TASK INSTRUCTIONS » Please return every line below that contains the string "incluir".

TASK INPUTS »
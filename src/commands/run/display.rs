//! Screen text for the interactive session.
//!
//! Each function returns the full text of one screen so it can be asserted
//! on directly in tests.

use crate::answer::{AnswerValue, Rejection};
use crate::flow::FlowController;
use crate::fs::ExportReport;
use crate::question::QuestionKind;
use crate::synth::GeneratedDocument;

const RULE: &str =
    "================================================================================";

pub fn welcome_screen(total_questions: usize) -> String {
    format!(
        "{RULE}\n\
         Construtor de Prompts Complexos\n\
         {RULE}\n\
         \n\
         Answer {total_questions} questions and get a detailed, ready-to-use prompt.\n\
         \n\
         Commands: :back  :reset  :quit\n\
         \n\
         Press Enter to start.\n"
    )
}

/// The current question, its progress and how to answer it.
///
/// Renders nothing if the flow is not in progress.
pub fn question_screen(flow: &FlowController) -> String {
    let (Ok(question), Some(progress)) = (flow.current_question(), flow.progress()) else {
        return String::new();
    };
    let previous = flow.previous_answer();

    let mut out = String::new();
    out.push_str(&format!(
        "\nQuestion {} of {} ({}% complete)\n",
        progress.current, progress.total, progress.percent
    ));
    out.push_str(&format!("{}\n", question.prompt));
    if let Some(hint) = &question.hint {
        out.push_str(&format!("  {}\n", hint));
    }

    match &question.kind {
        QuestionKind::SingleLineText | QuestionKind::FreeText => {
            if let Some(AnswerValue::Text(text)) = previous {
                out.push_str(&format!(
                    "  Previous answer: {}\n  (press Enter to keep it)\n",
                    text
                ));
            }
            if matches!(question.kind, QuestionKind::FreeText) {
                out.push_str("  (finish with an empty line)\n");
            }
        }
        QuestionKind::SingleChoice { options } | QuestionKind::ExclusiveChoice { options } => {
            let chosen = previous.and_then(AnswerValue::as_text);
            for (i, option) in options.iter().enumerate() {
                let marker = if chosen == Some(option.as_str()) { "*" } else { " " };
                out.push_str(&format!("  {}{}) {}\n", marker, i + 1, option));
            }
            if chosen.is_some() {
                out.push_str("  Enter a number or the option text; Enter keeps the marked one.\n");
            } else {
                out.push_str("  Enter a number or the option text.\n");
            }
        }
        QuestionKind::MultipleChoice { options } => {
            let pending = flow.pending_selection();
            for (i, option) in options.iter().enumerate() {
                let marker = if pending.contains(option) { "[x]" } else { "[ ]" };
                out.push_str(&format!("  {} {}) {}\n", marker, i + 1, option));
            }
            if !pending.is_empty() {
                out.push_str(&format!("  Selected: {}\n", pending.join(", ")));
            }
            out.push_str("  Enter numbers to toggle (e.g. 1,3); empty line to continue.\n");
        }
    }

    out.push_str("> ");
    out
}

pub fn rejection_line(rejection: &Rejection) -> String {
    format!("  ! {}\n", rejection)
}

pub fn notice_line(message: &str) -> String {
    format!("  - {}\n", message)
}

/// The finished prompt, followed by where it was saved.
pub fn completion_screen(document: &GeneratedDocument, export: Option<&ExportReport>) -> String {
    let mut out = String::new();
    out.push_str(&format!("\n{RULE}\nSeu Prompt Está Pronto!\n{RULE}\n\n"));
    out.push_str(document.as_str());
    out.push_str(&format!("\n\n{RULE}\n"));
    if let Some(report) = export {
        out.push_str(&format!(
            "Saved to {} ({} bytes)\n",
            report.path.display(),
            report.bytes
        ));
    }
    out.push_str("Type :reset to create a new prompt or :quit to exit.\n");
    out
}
...
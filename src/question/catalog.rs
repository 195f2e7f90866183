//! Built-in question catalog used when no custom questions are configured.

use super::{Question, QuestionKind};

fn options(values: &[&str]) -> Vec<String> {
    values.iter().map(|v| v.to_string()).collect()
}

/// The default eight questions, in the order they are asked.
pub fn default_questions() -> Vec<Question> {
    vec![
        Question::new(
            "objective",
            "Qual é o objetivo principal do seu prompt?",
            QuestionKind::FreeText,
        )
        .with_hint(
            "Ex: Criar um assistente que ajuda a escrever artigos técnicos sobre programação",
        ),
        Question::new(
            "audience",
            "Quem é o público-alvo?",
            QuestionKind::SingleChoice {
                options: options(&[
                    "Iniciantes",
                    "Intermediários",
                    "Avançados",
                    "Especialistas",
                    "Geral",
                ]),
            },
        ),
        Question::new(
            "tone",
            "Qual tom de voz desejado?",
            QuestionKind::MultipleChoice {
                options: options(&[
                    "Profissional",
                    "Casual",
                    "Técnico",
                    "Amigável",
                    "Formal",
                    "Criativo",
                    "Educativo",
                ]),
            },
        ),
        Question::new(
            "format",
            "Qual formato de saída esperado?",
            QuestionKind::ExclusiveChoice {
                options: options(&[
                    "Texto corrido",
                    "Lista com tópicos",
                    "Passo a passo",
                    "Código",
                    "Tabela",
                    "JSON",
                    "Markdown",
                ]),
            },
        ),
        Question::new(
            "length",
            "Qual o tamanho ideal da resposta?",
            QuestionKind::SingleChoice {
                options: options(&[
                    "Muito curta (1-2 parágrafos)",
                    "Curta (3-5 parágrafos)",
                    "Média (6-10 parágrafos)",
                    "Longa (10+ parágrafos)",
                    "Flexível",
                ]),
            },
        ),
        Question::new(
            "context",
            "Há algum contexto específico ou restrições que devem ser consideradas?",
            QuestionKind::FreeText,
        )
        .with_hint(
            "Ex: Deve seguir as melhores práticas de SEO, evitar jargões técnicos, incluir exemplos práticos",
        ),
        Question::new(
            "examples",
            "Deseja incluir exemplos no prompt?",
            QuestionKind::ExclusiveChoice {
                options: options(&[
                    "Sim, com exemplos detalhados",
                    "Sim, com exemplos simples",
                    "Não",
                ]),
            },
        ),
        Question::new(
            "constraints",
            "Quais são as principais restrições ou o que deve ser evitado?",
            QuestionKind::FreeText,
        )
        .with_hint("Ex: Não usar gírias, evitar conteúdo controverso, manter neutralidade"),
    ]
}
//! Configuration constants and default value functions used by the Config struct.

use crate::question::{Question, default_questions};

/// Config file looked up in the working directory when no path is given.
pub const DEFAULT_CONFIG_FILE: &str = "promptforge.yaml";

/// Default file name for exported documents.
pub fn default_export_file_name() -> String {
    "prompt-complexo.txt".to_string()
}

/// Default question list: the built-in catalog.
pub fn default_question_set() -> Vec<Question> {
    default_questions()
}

YOUR RESPONSE »
            "Ex: Deve seguir as melhores práticas de SEO, evitar jargões técnicos, incluir exemplos práticos",
            "Deseja incluir exemplos no prompt?",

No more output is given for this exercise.